Jak już jesteś w tej bibliotece, to nie poprzestawaj na grach, bo to nie rozwija.
Poczytaj trochę książek, to rozwija intelekt.
Myślę, że możesz tam też odrabiać lekcje.
Zapisz się na jakieś dodatkowe zajęcia, zgodnie z twoimi zainteresowaniami. Może kurs komputerowy? Mógłbyś potem pracować w tym kierunku. A jeśli planujesz studia, to łatwiej by ci tam było.
Zadbaj też o kondycję, to ważne, nie zaniedbuj tego. Może rower, może te Orliki oferują jakieś zajęcia.
Zorganizuj sobie tak czas, by jak najmniej bywać w domu, ale nie włócz się bezmyślnie.

Rozumiem, że jest jeden komputer i ty masz telefon, więc musisz się dzielić z bratem. Tu to ciebie rodzice faworyzują, bo to twoje, nie brata.
Pogódź się z tym, bo to jest normalna sytuacja, tak zwykle bywa.

Odnośnik do komentarza
Gość Brat13lat

unna-1
Ucieczka z domu niczego nie rozwiąże, wręcz przeciwnie, może być tylko gorzej.
Możesz trafić w ręce sadystów, pederastów, możesz być bity i wykorzystywany na wiele sposobów. To nie żart, tak często bywa w realu.

Też byłam niechcianym dzieckiem więc rozumiem, jak się czujesz i współczuję ci.
Co ja robiłam? Dużo czytałam, chodziłam na kurs malarski, zapisałam się do klubu żeglarskiego, chodziłam na basen...itd.
Jednym słowem, stworzyłam sobie własne życie, takie "obok" domu.
Ale w domu miałam jedzenie i spanie, czyli zabezpieczone podstawowe potrzeby.
A najważniejsze jest to, że powiedziałam sobie że coś osiągnę, że do czegoś dojdę. W szkole nie byłam prymusem, ale bez problemu zdawałam z klasy do klasy. Studia skończyłam pracując, choć siostra nie miała takich problemów.

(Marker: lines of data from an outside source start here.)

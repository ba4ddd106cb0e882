//! Observability subsystem.
//!
//! # Data Flow
//! ```text
//! All subsystems produce:
//!     → logging.rs (structured log events)
//!     → metrics.rs (counters, histograms)
//! Request spans carry the x-request-id set in http/request.rs.
//! ```

pub mod logging;
pub mod metrics;
//! Upstream request bodies.

use serde_json::{Map, Value};

use crate::image::NormalizedImage;

/// Engine path for CNIC document checks.
pub const VERIFY_CNIC_PATH: &str = "/verify-cnic";
/// Engine path for CNIC-vs-selfie face matching.
pub const FACE_VERIFY_PATH: &str = "/face-verify";
/// Engine path for storefront checks.
pub const SHOP_VERIFY_PATH: &str = "/shop-verify";

/// JSON object sent to the engine. Built only from resolved images.
#[derive(Debug, Clone, Default, PartialEq)]
pub struct UpstreamRequest {
    fields: Map<String, Value>,
}

impl UpstreamRequest {
    pub fn new() -> Self {
        Self::default()
    }

    /// Add `field` with the bare payload and `<field>DataUri` with its data URI.
    pub fn with_image(mut self, field: &str, image: &NormalizedImage) -> Self {
        self.fields
            .insert(field.to_string(), Value::String(image.as_str().to_string()));
        self.fields
            .insert(format!("{field}DataUri"), Value::String(image.data_uri()));
        self
    }

    pub fn into_json(self) -> Value {
        Value::Object(self.fields)
    }
}

/// `/verify-cnic` body: `{ image, imageDataUri }`.
pub fn cnic_request(image: &NormalizedImage) -> UpstreamRequest {
    UpstreamRequest::new().with_image("image", image)
}

/// `/face-verify` body: `{ cnicImage, selfieImage }` plus data URIs.
pub fn face_request(cnic: &NormalizedImage, selfie: &NormalizedImage) -> UpstreamRequest {
    UpstreamRequest::new()
        .with_image("cnicImage", cnic)
        .with_image("selfieImage", selfie)
}

/// `/shop-verify` body: `{ image, imageDataUri }`.
pub fn shop_request(image: &NormalizedImage) -> UpstreamRequest {
    UpstreamRequest::new().with_image("image", image)
}
use base64::{engine::general_purpose::STANDARD, Engine as _};
use clap::{Parser, Subcommand};
use serde_json::{Map, Value};
use std::path::Path;

#[derive(Parser)]
#[command(name = "gateway-cli")]
#[command(about = "Operator CLI for the verification gateway", long_about = None)]
struct Cli {
    #[arg(short, long, default_value = "http://localhost:8085")]
    url: String,

    #[command(subcommand)]
    command: Commands,
}

#[derive(Subcommand)]
enum Commands {
    /// Check gateway liveness
    Health,
    /// Show gateway version and effective configuration
    Version,
    /// Submit a CNIC document image (file path or https URL)
    Cnic { image: String },
    /// Submit a CNIC image and a selfie for face matching
    Face { cnic: String, selfie: String },
    /// Submit a shop image (file path or https URL)
    Shop { image: String },
}

/// Image argument: a remote URL is passed through, anything else is read
/// from disk and inlined as base64.
enum ImageArg {
    Url(String),
    Inline(String),
}

impl ImageArg {
    fn load(arg: &str) -> Result<Self, Box<dyn std::error::Error>> {
        if arg.starts_with("https://") || arg.starts_with("http://") {
            return Ok(Self::Url(arg.to_string()));
        }
        let bytes = std::fs::read(Path::new(arg))
            .map_err(|e| format!("cannot read image file '{}': {}", arg, e))?;
        Ok(Self::Inline(STANDARD.encode(bytes)))
    }

    fn insert(self, body: &mut Map<String, Value>, inline_field: &str, url_field: &str) {
        match self {
            Self::Url(url) => body.insert(url_field.to_string(), Value::String(url)),
            Self::Inline(data) => body.insert(inline_field.to_string(), Value::String(data)),
        };
    }
}

#[tokio::main]
async fn main() -> Result<(), Box<dyn std::error::Error>> {
    let cli = Cli::parse();
    let client = reqwest::Client::new();
    let base = cli.url.trim_end_matches('/');

    let res = match cli.command {
        Commands::Health => client.get(format!("{}/health", base)).send().await?,
        Commands::Version => client.get(format!("{}/version", base)).send().await?,
        Commands::Cnic { image } => {
            let mut body = Map::new();
            ImageArg::load(&image)?.insert(&mut body, "image", "imageUrl");
            client.post(format!("{}/verify-cnic", base)).json(&body).send().await?
        }
        Commands::Face { cnic, selfie } => {
            let mut body = Map::new();
            ImageArg::load(&cnic)?.insert(&mut body, "cnicImage", "cnicImageUrl");
            ImageArg::load(&selfie)?.insert(&mut body, "selfieImage", "selfieUrl");
            client.post(format!("{}/face-verify", base)).json(&body).send().await?
        }
        Commands::Shop { image } => {
            let mut body = Map::new();
            ImageArg::load(&image)?.insert(&mut body, "image", "imageUrl");
            client.post(format!("{}/shop-verify", base)).json(&body).send().await?
        }
    };

    print_response(res).await
}

async fn print_response(res: reqwest::Response) -> Result<(), Box<dyn std::error::Error>> {
    let status = res.status();
    let text = res.text().await?;
    let rendered = match serde_json::from_str::<Value>(&text) {
        Ok(json) => serde_json::to_string_pretty(&json)?,
        Err(_) => text,
    };

    if status.is_success() {
        println!("{}", rendered);
    } else {
        eprintln!("Error: gateway returned status {}", status);
        eprintln!("Response: {}", rendered);
    }
    Ok(())
}
//! Shutdown coordination for the gateway.

use tokio::sync::broadcast;

/// Coordinator for graceful shutdown.
///
/// Provides a broadcast channel that all long-running tasks can subscribe to.
#[derive(Clone)]
pub struct Shutdown {
    /// Broadcast channel sender.
    tx: broadcast::Sender<()>,
}

impl Shutdown {
    /// Create a new shutdown coordinator.
    pub fn new() -> Self {
        let (tx, _) = broadcast::channel(1);
        Self { tx }
    }

    /// Subscribe to the shutdown signal.
    pub fn subscribe(&self) -> broadcast::Receiver<()> {
        self.tx.subscribe()
    }

    /// Trigger the shutdown signal.
    pub fn trigger(&self) {
        let _ = self.tx.send(());
    }

    /// Get the number of active subscribers (tasks still running).
    pub fn receiver_count(&self) -> usize {
        self.tx.receiver_count()
    }
}

impl Default for Shutdown {
    fn default() -> Self {
        Self::new()
    }
}
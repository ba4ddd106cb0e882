//! Resilience subsystem.
//!
//! # Data Flow
//! ```text
//! Outbound call (remote image GET, upstream POST):
//!     → timeouts.rs (deadline + cancellation)
//!     → On expiry: caller maps Expired to its own timeout error
//! ```
//!
//! # Design Decisions
//! - Timeouts are non-negotiable; every external call has a deadline
//! - Exactly one attempt per call; there is no retry layer

pub mod timeouts;

pub use timeouts::{Deadline, Expired};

Życie bywa przykre co nie oznacza, że mamy się poddać i być nikim. Wszystko zależy od nas.
Jak już jesteś w tej bibliotece, to nie poprzestawaj na grach, bo to nie rozwija.
Poczytaj trochę książek, to rozwija intelekt.
Myślę, że możesz tam też odrabiać lekcje.
Zapisz się na jakieś dodatkowe zajęcia, zgodnie z twoimi zainteresowaniami. Może kurs komputerowy? Mógłbyś potem pracować w tym kierunku. A jeśli planujesz studia, to łatwiej by ci tam było.
Zadbaj też o kondycję, to ważne, nie zaniedbuj tego. Może rower, może te Orliki oferują jakieś zajęcia.
Zorganizuj sobie tak czas, by jak najmniej bywać w domu, ale nie włócz się bezmyślnie.

Rozumiem, że jest jeden komputer i ty masz telefon, więc musisz się dzielić z bratem. Tu to ciebie rodzice faworyzują, bo to twoje, nie brata.
Pogódź się z tym, bo to jest normalna sytuacja, tak zwykle bywa.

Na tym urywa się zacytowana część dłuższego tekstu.